→ Extracted information
//! Pane reconciliation pass.
//!
//! # Responsibility
//! - Recompute highlight state for open panes from the current rule list.
//! - Honor the optional note-path scope filter used by metadata events.
//!
//! # Invariants
//! - Every visited pane is cleared before a new highlight is applied.
//! - Scope/resolve mismatches skip panes untouched, stale state included.
//! - One pane never aborts the pass for the remaining panes.

use crate::highlight::style::{apply_highlight, clear_highlight};
use crate::host::workspace::NoteRegistry;
use crate::matcher::{select_winning_rule, NoteContext};
use crate::model::color::Rgba;
use crate::model::rule::ColorRule;
use log::{debug, warn};

/// Outcome counters for one reconciliation pass.
#[derive(Debug, Clone, Copy, PartialEq, Eq, Default)]
pub struct ReconcileSummary {
    /// Panes cleared and re-evaluated.
    pub panes_visited: usize,
    /// Panes left untouched (unresolved note, scope mismatch, no surface).
    pub panes_skipped: usize,
    /// Panes that left the pass highlighted.
    pub highlights_applied: usize,
}

/// Walks open panes and rewrites their highlight state.
pub struct PaneHighlighter<'a> {
    registry: &'a dyn NoteRegistry,
    rules: &'a [ColorRule],
}

impl<'a> PaneHighlighter<'a> {
    pub fn new(registry: &'a dyn NoteRegistry, rules: &'a [ColorRule]) -> Self {
        Self { registry, rules }
    }

    /// Runs one clear-then-apply pass over every open pane.
    ///
    /// With `scope` set, panes showing other notes are skipped untouched
    /// so unrelated panes never flicker. Running the same pass twice is
    /// idempotent.
    pub fn reconcile(&self, scope: Option<&str>) -> ReconcileSummary {
        let mut summary = ReconcileSummary::default();

        for pane in self.registry.open_panes() {
            let note_path = match pane.note_path() {
                Some(path) => path,
                None => {
                    summary.panes_skipped += 1;
                    continue;
                }
            };
            if let Some(scope) = scope {
                if note_path != scope {
                    summary.panes_skipped += 1;
                    continue;
                }
            }
            let surface = match pane.content_surface() {
                Some(surface) => surface,
                None => {
                    summary.panes_skipped += 1;
                    continue;
                }
            };

            summary.panes_visited += 1;
            clear_highlight(surface.as_ref());

            let frontmatter = self.registry.frontmatter(&note_path).unwrap_or_default();
            let note = NoteContext {
                path: &note_path,
                frontmatter: &frontmatter,
            };
            if let Some(rule) = select_winning_rule(&note, self.rules) {
                match Rgba::from_hex(&rule.color, rule.alpha) {
                    Some(color) => {
                        apply_highlight(surface.as_ref(), &color);
                        summary.highlights_applied += 1;
                    }
                    None => {
                        // The pane stays cleared; the rule is unusable
                        // until its color is edited back into shape.
                        warn!(
                            "event=highlight_apply module=highlight status=skipped rule_id={} reason=unparseable_color color={}",
                            rule.id, rule.color
                        );
                    }
                }
            }
        }

        debug!(
            "event=reconcile module=highlight status=ok scope={} visited={} skipped={} applied={}",
            scope.unwrap_or("all"),
            summary.panes_visited,
            summary.panes_skipped,
            summary.highlights_applied
        );
        summary
    }

    /// Strips highlight state from every open pane.
    ///
    /// Returns the number of panes swept. Used on shutdown, where even
    /// panes with unresolved notes lose any leftover state.
    pub fn clear_all(&self) -> usize {
        let mut cleared = 0;
        for pane in self.registry.open_panes() {
            if let Some(surface) = pane.content_surface() {
                clear_highlight(surface.as_ref());
                cleared += 1;
            }
        }
        cleared
    }
}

→ Exercise details
Repeat every line of the listing, word for word.

→ Reply to the task
//! Pane reconciliation pass.
//!
//! # Responsibility
//! - Recompute highlight state for open panes from the current rule list.
//! - Honor the optional note-path scope filter used by metadata events.
//!
//! # Invariants
//! - Every visited pane is cleared before a new highlight is applied.
//! - Scope/resolve mismatches skip panes untouched, stale state included.
//! - One pane never aborts the pass for the remaining panes.

use crate::highlight::style::{apply_highlight, clear_highlight};
use crate::host::workspace::NoteRegistry;
use crate::matcher::{select_winning_rule, NoteContext};
use crate::model::color::Rgba;
use crate::model::rule::ColorRule;
use log::{debug, warn};

/// Outcome counters for one reconciliation pass.
#[derive(Debug, Clone, Copy, PartialEq, Eq, Default)]
pub struct ReconcileSummary {
    /// Panes cleared and re-evaluated.
    pub panes_visited: usize,
    /// Panes left untouched (unresolved note, scope mismatch, no surface).
    pub panes_skipped: usize,
    /// Panes that left the pass highlighted.
    pub highlights_applied: usize,
}

/// Walks open panes and rewrites their highlight state.
pub struct PaneHighlighter<'a> {
    registry: &'a dyn NoteRegistry,
    rules: &'a [ColorRule],
}

impl<'a> PaneHighlighter<'a> {
    pub fn new(registry: &'a dyn NoteRegistry, rules: &'a [ColorRule]) -> Self {
        Self { registry, rules }
    }

    /// Runs one clear-then-apply pass over every open pane.
    ///
    /// With `scope` set, panes showing other notes are skipped untouched
    /// so unrelated panes never flicker. Running the same pass twice is
    /// idempotent.
    pub fn reconcile(&self, scope: Option<&str>) -> ReconcileSummary {
        let mut summary = ReconcileSummary::default();

        for pane in self.registry.open_panes() {
            let note_path = match pane.note_path() {
                Some(path) => path,
                None => {
                    summary.panes_skipped += 1;
                    continue;
                }
            };
            if let Some(scope) = scope {
                if note_path != scope {
                    summary.panes_skipped += 1;
                    continue;
                }
            }
            let surface = match pane.content_surface() {
                Some(surface) => surface,
                None => {
                    summary.panes_skipped += 1;
                    continue;
                }
            };

            summary.panes_visited += 1;
            clear_highlight(surface.as_ref());

            let frontmatter = self.registry.frontmatter(&note_path).unwrap_or_default();
            let note = NoteContext {
                path: &note_path,
                frontmatter: &frontmatter,
            };
            if let Some(rule) = select_winning_rule(&note, self.rules) {
                match Rgba::from_hex(&rule.color, rule.alpha) {
                    Some(color) => {
                        apply_highlight(surface.as_ref(), &color);
                        summary.highlights_applied += 1;
                    }
                    None => {
                        // The pane stays cleared; the rule is unusable
                        // until its color is edited back into shape.
                        warn!(
                            "event=highlight_apply module=highlight status=skipped rule_id={} reason=unparseable_color color={}",
                            rule.id, rule.color
                        );
                    }
                }
            }
        }

        debug!(
            "event=reconcile module=highlight status=ok scope={} visited={} skipped={} applied={}",
            scope.unwrap_or("all"),
            summary.panes_visited,
            summary.panes_skipped,
            summary.highlights_applied
        );
        summary
    }

    /// Strips highlight state from every open pane.
    ///
    /// Returns the number of panes swept. Used on shutdown, where even
    /// panes with unresolved notes lose any leftover state.
    pub fn clear_all(&self) -> usize {
        let mut cleared = 0;
        for pane in self.registry.open_panes() {
            if let Some(surface) = pane.content_surface() {
                clear_highlight(surface.as_ref());
                cleared += 1;
            }
        }
        cleared
    }
}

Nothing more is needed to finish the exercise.